- Born: 1940 (age 85–86) Arviat, Nunavut
- Other names: Akammak Akammak, Sakitnak Akammak, Ahkammuk Akammak
- Known for: Stone carving, bead work
- Children: Mary Tutsiutok
- Notable work: "Woman with Beads" (1999); "Standing Mother and Child" (1960); "Woman in a Beaded Amautiq";
- Style: Inuk art

= Alice Sakitnak Akammak =

Inuk artist

Alice Sakitnak Akammak (born 1940 in Nunavut) is an Inuk artist. She specializes in Arviat amautiq beaded figures, in the tradition of Eva Talooki.

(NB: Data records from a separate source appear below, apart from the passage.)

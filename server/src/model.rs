//! Persisted records, request payloads and listing filters.
//!
//! # Design
//! Stored records and incoming payloads are separate types. Payload fields
//! are all optional so that a missing required field reaches validation and
//! is reported as a 400 with a field-specific message, instead of being
//! rejected by the JSON decoder. Bookkeeping fields (`id`, `version`,
//! `published`, `updated`) live in [`Stamp`] and are owned by the store;
//! any values a client sends for them are ignored.

use chrono::{DateTime, Duration, Utc};
use serde::{Deserialize, Serialize};

/// Bookkeeping fields shared by every record.
#[derive(Clone, Debug, PartialEq, Eq, Serialize, Deserialize)]
pub struct Stamp {
    pub id: i64,
    pub version: i32,
    pub published: DateTime<Utc>,
    pub updated: DateTime<Utc>,
}

impl Stamp {
    pub fn new(id: i64, now: DateTime<Utc>) -> Self {
        Self {
            id,
            version: 0,
            published: now,
            updated: now,
        }
    }

    /// The stamp a record carries after one more successful update.
    ///
    /// `updated` always moves forward, even when two writes land within the
    /// resolution of the clock.
    pub fn bumped(&self, now: DateTime<Utc>) -> Self {
        let updated = if now > self.updated {
            now
        } else {
            self.updated + Duration::milliseconds(1)
        };
        Self {
            id: self.id,
            version: self.version + 1,
            published: self.published,
            updated,
        }
    }
}

/// Where a physical or electronic copy lives.
#[derive(Clone, Copy, Debug, PartialEq, Eq, Serialize, Deserialize)]
#[serde(rename_all = "SCREAMING_SNAKE_CASE")]
pub enum Location {
    Audible,
    Kindle,
    Kobo,
    Library,
    Other,
    Paperback,
    Hardcover,
}

#[derive(Clone, Debug, PartialEq, Eq, Serialize, Deserialize)]
#[serde(rename_all = "camelCase")]
pub struct Author {
    #[serde(flatten)]
    pub stamp: Stamp,
    pub first_name: String,
    pub last_name: String,
    pub notes: Option<String>,
}

#[derive(Clone, Debug, PartialEq, Eq, Serialize, Deserialize)]
#[serde(rename_all = "camelCase")]
pub struct Book {
    #[serde(flatten)]
    pub stamp: Stamp,
    pub author_id: i64,
    pub title: String,
    pub location: Option<Location>,
    pub notes: Option<String>,
    pub read: bool,
}

#[derive(Clone, Debug, PartialEq, Eq, Serialize, Deserialize)]
#[serde(rename_all = "camelCase")]
pub struct Series {
    #[serde(flatten)]
    pub stamp: Stamp,
    pub author_id: i64,
    pub title: String,
    pub notes: Option<String>,
}

#[derive(Clone, Debug, PartialEq, Eq, Serialize, Deserialize)]
#[serde(rename_all = "camelCase")]
pub struct Anthology {
    #[serde(flatten)]
    pub stamp: Stamp,
    pub author_id: i64,
    pub title: String,
    pub location: Option<Location>,
    pub notes: Option<String>,
    pub read: bool,
}

/// A book's position within a series.
#[derive(Clone, Debug, PartialEq, Eq, Serialize, Deserialize)]
#[serde(rename_all = "camelCase")]
pub struct Member {
    #[serde(flatten)]
    pub stamp: Stamp,
    pub series_id: i64,
    pub book_id: i64,
    pub ordinal: i32,
}

/// A book's position within an anthology.
#[derive(Clone, Debug, PartialEq, Eq, Serialize, Deserialize)]
#[serde(rename_all = "camelCase")]
pub struct Story {
    #[serde(flatten)]
    pub stamp: Stamp,
    pub anthology_id: i64,
    pub book_id: i64,
    pub ordinal: i32,
}

#[derive(Clone, Debug, Default, Deserialize)]
#[serde(default, rename_all = "camelCase")]
pub struct AuthorPayload {
    pub first_name: Option<String>,
    pub last_name: Option<String>,
    pub notes: Option<String>,
}

/// Body accepted for both books and anthologies.
#[derive(Clone, Debug, Default, Deserialize)]
#[serde(default, rename_all = "camelCase")]
pub struct ShelvedPayload {
    pub author_id: Option<i64>,
    pub title: Option<String>,
    pub location: Option<Location>,
    pub notes: Option<String>,
    pub read: Option<bool>,
}

#[derive(Clone, Debug, Default, Deserialize)]
#[serde(default, rename_all = "camelCase")]
pub struct SeriesPayload {
    pub author_id: Option<i64>,
    pub title: Option<String>,
    pub notes: Option<String>,
}

#[derive(Clone, Debug, Default, Deserialize)]
#[serde(default, rename_all = "camelCase")]
pub struct MemberPayload {
    pub series_id: Option<i64>,
    pub book_id: Option<i64>,
    pub ordinal: Option<i32>,
}

#[derive(Clone, Debug, Default, Deserialize)]
#[serde(default, rename_all = "camelCase")]
pub struct StoryPayload {
    pub anthology_id: Option<i64>,
    pub book_id: Option<i64>,
    pub ordinal: Option<i32>,
}

#[derive(Clone, Debug, Default, Deserialize)]
#[serde(default)]
pub struct AuthorFilter {
    /// Case-insensitive substring of either the first or the last name.
    pub name: Option<String>,
}

#[derive(Clone, Debug, Default, Deserialize)]
#[serde(default, rename_all = "camelCase")]
pub struct OwnerFilter {
    pub author_id: Option<i64>,
}

#[derive(Clone, Debug, Default, Deserialize)]
#[serde(default, rename_all = "camelCase")]
pub struct MemberFilter {
    pub series_id: Option<i64>,
    pub book_id: Option<i64>,
}

#[derive(Clone, Debug, Default, Deserialize)]
#[serde(default, rename_all = "camelCase")]
pub struct StoryFilter {
    pub anthology_id: Option<i64>,
    pub book_id: Option<i64>,
}

#[cfg(test)]
mod tests {
    use super::*;
    use chrono::TimeZone;

    fn at(secs: i64) -> DateTime<Utc> {
        Utc.timestamp_opt(secs, 0).unwrap()
    }

    #[test]
    fn author_serializes_flat_camel_case() {
        let author = Author {
            stamp: Stamp::new(3, at(0)),
            first_name: "Fred".to_string(),
            last_name: "Flintstone".to_string(),
            notes: None,
        };
        let json = serde_json::to_value(&author).unwrap();
        assert_eq!(json["id"], 3);
        assert_eq!(json["version"], 0);
        assert_eq!(json["firstName"], "Fred");
        assert_eq!(json["lastName"], "Flintstone");
        assert!(json["notes"].is_null());
        assert!(json.get("stamp").is_none());
    }

    #[test]
    fn bumped_increments_version_and_keeps_published() {
        let stamp = Stamp::new(1, at(100));
        let next = stamp.bumped(at(200));
        assert_eq!(next.id, 1);
        assert_eq!(next.version, 1);
        assert_eq!(next.published, at(100));
        assert_eq!(next.updated, at(200));
    }

    #[test]
    fn bumped_moves_forward_when_clock_stalls() {
        let stamp = Stamp::new(1, at(100));
        let next = stamp.bumped(at(100));
        assert!(next.updated > stamp.updated);
        let again = next.bumped(at(50));
        assert!(again.updated > next.updated);
        assert_eq!(again.version, 2);
    }

    #[test]
    fn payload_ignores_bookkeeping_fields() {
        let payload: AuthorPayload = serde_json::from_str(
            r#"{"id":99,"version":4,"firstName":"Wilma","lastName":"Flintstone"}"#,
        )
        .unwrap();
        assert_eq!(payload.first_name.as_deref(), Some("Wilma"));
        assert!(payload.notes.is_none());
    }

    #[test]
    fn empty_payload_decodes_to_all_none() {
        let payload: ShelvedPayload = serde_json::from_str("{}").unwrap();
        assert!(payload.author_id.is_none());
        assert!(payload.title.is_none());
        assert!(payload.read.is_none());
    }

    #[test]
    fn location_uses_screaming_snake_case() {
        let json = serde_json::to_string(&Location::Paperback).unwrap();
        assert_eq!(json, r#""PAPERBACK""#);
        let back: Location = serde_json::from_str(r#""KINDLE""#).unwrap();
        assert_eq!(back, Location::Kindle);
        assert!(serde_json::from_str::<Location>(r#""SCROLL""#).is_err());
    }
}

Her daughter, Mary Tutsiutok (1972 - ) is also a stone carver and artist.

==Exhibitions==
- 1992:Women of the North: An Exhibition of Art by Inuit Women of the Canadian Arctic, Marion Scott Gallery, Vancouver
- 1993: The Treasured Monument, Marion Scott Gallery, Vancouver
- 2015: Dressing It Up: Beadwork in Northern Communities, Peary-MacMillan Arctic Museum

==Collections==
Her work is included in the collections of the Winnipeg Art Gallery, the Canadian Museum of History, Musée national des beaux-arts du Québec, the Art Gallery of Guelph and the McMichael Canadian Art Collection.

Akammak also has work in stone, fibers, skin and beads in the collection of the University of Saskatchewan, and a work in carved stone and glass beads in the collection of the Peary-MacMillan Arctic Museum at Bowdoin College.